TASK:
From the line with "pub struct RelocationOutcome" to the line with "let half = Vector::planar(outline.width()", retype every line exactly, including those two, and leave out the rest of the data below.

(Stored items)
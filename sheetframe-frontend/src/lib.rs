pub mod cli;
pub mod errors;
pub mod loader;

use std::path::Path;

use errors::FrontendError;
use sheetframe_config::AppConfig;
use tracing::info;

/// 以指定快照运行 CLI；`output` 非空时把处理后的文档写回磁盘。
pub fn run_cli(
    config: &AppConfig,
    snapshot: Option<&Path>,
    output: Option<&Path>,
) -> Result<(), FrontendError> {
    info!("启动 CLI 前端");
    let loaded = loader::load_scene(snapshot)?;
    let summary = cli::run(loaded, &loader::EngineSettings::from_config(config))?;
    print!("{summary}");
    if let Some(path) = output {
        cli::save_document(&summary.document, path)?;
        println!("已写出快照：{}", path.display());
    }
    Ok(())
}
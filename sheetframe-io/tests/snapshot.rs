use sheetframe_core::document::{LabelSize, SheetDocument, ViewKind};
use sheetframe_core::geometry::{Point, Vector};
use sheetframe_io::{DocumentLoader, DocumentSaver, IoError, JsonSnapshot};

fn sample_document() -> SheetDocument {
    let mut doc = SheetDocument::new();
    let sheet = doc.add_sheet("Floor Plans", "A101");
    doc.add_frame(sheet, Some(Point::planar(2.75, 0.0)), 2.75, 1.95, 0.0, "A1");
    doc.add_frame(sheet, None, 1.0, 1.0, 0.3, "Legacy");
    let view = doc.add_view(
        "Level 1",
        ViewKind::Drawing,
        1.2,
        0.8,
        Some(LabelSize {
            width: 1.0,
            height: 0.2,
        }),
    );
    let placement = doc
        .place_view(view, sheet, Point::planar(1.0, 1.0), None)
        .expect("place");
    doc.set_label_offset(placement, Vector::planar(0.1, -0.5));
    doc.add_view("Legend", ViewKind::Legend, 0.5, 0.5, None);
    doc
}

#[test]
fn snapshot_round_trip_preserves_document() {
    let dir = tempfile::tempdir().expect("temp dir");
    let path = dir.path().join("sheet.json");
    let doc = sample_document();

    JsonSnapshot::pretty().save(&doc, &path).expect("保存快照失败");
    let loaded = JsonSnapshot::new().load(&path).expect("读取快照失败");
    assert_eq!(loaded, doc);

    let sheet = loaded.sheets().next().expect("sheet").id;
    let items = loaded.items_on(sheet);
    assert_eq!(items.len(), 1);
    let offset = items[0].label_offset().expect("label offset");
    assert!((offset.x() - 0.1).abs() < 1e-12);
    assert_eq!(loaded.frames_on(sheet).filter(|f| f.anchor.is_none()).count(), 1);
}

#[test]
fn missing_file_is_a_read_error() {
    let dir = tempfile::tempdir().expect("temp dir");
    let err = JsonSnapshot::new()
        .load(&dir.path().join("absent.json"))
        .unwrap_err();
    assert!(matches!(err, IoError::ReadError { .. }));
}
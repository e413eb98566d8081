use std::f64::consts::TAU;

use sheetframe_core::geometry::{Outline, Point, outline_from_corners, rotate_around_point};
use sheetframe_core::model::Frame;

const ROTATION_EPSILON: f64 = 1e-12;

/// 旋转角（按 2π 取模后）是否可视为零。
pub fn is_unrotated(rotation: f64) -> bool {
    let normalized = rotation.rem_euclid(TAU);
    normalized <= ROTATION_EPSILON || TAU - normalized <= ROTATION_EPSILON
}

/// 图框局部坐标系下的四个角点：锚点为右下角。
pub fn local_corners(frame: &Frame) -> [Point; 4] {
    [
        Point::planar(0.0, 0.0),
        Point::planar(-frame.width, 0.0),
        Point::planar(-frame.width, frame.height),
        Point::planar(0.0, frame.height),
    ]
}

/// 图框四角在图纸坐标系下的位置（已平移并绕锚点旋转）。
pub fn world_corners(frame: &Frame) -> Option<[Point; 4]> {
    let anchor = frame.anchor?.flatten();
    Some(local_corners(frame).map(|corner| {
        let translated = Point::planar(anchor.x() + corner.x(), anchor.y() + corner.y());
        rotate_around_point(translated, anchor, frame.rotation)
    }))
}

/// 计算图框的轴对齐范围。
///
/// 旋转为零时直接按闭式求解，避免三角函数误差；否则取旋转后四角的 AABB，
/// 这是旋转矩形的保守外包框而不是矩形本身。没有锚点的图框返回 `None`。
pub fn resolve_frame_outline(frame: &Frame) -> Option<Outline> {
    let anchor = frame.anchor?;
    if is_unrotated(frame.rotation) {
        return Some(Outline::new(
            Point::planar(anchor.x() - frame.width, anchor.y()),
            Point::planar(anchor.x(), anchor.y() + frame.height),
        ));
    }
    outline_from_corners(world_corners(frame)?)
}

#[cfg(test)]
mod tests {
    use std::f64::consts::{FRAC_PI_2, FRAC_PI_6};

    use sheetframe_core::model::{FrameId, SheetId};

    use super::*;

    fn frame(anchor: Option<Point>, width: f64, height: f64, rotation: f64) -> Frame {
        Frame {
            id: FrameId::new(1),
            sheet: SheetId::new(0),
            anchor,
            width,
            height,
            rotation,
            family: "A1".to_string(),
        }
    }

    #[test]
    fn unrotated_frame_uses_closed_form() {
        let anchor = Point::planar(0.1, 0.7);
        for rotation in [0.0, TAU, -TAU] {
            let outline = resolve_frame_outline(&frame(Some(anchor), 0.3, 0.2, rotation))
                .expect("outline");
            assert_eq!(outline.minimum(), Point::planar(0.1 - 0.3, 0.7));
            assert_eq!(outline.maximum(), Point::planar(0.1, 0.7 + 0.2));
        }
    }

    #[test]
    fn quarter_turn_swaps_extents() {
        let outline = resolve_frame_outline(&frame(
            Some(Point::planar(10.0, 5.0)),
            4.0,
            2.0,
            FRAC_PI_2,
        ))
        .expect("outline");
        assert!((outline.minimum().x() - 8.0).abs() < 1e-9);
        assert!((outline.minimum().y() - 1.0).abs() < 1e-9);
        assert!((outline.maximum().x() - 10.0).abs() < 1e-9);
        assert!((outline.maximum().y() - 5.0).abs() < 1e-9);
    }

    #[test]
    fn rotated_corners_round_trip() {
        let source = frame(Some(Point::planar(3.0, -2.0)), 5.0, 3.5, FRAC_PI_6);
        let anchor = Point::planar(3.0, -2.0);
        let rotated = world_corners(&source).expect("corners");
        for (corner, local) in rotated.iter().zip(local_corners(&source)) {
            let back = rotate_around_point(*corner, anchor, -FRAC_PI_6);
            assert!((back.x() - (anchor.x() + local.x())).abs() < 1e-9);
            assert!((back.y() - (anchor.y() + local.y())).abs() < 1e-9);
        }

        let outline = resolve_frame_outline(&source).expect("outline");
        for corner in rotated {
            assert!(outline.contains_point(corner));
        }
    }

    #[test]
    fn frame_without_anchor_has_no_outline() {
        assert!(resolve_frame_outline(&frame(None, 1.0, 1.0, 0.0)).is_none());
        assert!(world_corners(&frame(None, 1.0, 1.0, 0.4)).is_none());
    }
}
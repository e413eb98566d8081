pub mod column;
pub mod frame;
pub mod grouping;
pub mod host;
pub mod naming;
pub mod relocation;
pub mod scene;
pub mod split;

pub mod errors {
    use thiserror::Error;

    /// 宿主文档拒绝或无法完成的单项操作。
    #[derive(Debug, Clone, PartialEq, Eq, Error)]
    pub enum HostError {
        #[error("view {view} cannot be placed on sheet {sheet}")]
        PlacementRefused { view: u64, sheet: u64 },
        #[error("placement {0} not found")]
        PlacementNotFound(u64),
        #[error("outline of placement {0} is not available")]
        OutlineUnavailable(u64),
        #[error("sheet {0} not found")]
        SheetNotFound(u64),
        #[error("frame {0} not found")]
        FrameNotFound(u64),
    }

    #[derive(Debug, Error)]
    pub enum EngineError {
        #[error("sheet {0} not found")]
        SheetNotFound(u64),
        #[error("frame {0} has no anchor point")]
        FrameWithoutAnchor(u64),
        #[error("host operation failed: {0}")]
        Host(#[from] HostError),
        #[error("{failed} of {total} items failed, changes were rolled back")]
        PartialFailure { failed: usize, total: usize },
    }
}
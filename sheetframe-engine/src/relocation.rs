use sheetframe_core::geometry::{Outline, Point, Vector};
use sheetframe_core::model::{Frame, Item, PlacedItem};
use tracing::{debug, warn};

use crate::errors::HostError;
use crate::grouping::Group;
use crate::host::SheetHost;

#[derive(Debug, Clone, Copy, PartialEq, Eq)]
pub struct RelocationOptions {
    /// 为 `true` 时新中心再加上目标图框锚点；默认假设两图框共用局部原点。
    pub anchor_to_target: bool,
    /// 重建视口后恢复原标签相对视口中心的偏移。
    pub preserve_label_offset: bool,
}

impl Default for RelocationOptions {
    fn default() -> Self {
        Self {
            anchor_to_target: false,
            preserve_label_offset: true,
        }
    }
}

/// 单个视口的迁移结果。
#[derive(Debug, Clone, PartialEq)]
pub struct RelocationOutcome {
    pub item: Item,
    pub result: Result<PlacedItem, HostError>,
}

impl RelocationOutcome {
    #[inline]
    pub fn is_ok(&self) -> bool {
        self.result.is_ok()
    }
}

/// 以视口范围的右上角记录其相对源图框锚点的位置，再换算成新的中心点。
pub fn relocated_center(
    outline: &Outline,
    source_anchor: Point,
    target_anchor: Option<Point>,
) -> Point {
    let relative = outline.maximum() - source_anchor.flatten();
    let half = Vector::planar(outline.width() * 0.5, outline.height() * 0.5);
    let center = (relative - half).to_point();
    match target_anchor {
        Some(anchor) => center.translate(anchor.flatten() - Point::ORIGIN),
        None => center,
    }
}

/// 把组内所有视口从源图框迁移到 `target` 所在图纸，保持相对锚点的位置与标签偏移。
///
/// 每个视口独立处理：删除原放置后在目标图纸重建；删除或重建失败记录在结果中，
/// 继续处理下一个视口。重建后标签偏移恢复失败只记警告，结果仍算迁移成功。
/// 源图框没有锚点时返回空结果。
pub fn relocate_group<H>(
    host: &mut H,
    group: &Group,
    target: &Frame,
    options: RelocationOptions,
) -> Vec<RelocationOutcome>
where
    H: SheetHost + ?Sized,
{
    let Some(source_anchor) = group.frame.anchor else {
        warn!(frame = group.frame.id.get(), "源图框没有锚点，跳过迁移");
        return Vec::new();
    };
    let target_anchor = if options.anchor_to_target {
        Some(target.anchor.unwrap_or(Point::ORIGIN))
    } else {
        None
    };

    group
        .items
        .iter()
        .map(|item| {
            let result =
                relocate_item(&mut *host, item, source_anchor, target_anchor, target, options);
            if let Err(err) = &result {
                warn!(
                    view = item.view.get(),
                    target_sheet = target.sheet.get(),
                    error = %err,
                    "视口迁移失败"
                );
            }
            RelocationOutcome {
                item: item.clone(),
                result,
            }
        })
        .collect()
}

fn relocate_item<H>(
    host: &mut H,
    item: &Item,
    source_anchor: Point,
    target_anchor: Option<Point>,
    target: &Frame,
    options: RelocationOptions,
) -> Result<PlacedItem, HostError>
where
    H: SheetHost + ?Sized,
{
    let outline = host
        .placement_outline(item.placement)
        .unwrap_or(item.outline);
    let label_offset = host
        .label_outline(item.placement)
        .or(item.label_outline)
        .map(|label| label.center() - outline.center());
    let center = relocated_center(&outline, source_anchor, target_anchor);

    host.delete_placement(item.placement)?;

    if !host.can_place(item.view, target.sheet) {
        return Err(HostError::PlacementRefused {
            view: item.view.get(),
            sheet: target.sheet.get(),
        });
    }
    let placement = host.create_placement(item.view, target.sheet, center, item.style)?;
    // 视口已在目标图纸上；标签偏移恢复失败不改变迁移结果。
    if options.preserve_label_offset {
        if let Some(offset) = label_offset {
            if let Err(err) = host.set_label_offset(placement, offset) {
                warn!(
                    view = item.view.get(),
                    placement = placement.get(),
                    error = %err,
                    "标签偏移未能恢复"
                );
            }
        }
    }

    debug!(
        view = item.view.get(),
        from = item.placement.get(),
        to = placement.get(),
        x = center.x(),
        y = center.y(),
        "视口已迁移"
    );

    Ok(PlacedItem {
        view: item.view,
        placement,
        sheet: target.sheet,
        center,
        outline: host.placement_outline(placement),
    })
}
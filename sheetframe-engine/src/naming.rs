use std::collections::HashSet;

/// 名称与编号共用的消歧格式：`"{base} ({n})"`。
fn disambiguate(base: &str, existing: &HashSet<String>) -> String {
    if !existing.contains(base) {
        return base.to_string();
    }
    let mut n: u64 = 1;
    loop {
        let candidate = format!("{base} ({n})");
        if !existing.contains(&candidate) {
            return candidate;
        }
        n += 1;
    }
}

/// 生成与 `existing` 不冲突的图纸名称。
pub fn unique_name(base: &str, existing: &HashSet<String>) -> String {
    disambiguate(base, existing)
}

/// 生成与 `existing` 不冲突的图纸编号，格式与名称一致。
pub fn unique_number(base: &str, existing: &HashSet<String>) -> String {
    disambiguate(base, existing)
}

RESPONSE BELOW:
pub struct RelocationOutcome {
    pub item: Item,
    pub result: Result<PlacedItem, HostError>,
}

impl RelocationOutcome {
    #[inline]
    pub fn is_ok(&self) -> bool {
        self.result.is_ok()
    }
}

/// 以视口范围的右上角记录其相对源图框锚点的位置，再换算成新的中心点。
pub fn relocated_center(
    outline: &Outline,
    source_anchor: Point,
    target_anchor: Option<Point>,
) -> Point {
    let relative = outline.maximum() - source_anchor.flatten();
    let half = Vector::planar(outline.width() * 0.5, outline.height() * 0.5);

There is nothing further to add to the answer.